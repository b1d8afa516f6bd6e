//! The unblocked window
//!
//! The network hides the follow relationships of blocked-list members
//! from the viewer, so the follow graph can only be read accurately
//! with the list blocks lifted. This module scopes that lifted state:
//! whatever the guarded work does, the blocks it removed get their
//! restore attempt before control leaves the window.

use crate::audit::AuditError;
use crate::graph::{BlockedList, GraphApi};
use std::future::Future;
use std::time::Duration;
use tracing::{info, warn};

/// Wait after unblocking before relying on the unblocked state.
///
/// The read path is eventually consistent; querying follows before the
/// unblocks are visible would still suppress affected relationships.
pub const SETTLE_DELAY: Duration = Duration::from_secs(3);

/// Run `guarded` with the given list blocks lifted
///
/// Unblocks each list in order, waits `settle` for the change to become
/// visible, awaits `guarded`, then re-blocks every list in the same
/// order regardless of how `guarded` finished. The guarded error wins
/// over restore errors; restore failures on an otherwise successful run
/// surface as [`AuditError::RestoreFailed`].
///
/// A failure during the unblock phase itself propagates immediately
/// with no rollback of earlier unblocks, leaving the account partially
/// unblocked. The log names every list that was already unblocked.
pub async fn with_lists_unblocked<T, F>(
    api: &dyn GraphApi,
    blocked: &[BlockedList],
    settle: Duration,
    guarded: F,
) -> Result<T, AuditError>
where
    F: Future<Output = Result<T, AuditError>>,
{
    for list in blocked {
        info!(list = %list.uri, "unblocking list");
        api.unblock_list(list).await.map_err(AuditError::Graph)?;
    }

    if !blocked.is_empty() && !settle.is_zero() {
        info!(seconds = settle.as_secs(), "waiting for unblocks to settle");
        tokio::time::sleep(settle).await;
    }

    let outcome = guarded.await;

    // Restore runs on every exit path out of the window, and attempts
    // every list even if an earlier re-block fails.
    let mut failed_restores = Vec::new();
    for list in blocked {
        info!(list = %list.uri, "re-blocking list");
        if let Err(e) = api.block_list(list).await {
            warn!(list = %list.uri, error = %e, "failed to restore block");
            failed_restores.push(list.uri.clone());
        }
    }

    match outcome {
        Ok(value) if failed_restores.is_empty() => Ok(value),
        Ok(_) => Err(AuditError::RestoreFailed {
            lists: failed_restores,
        }),
        Err(e) => Err(e),
    }
}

______________________________

#### TO DO
Of the entries listed above, reproduce only the lines starting at the line containing "use crate::audit::AuditError;" and ending at the line containing "pub const SETTLE_DELAY: Duration". Include both, exactly as they stand.

#### ANSWER
use crate::audit::AuditError;
use crate::graph::{BlockedList, GraphApi};
use std::future::Future;
use std::time::Duration;
use tracing::{info, warn};

/// Wait after unblocking before relying on the unblocked state.
///
/// The read path is eventually consistent; querying follows before the
/// unblocks are visible would still suppress affected relationships.
pub const SETTLE_DELAY: Duration = Duration::from_secs(3);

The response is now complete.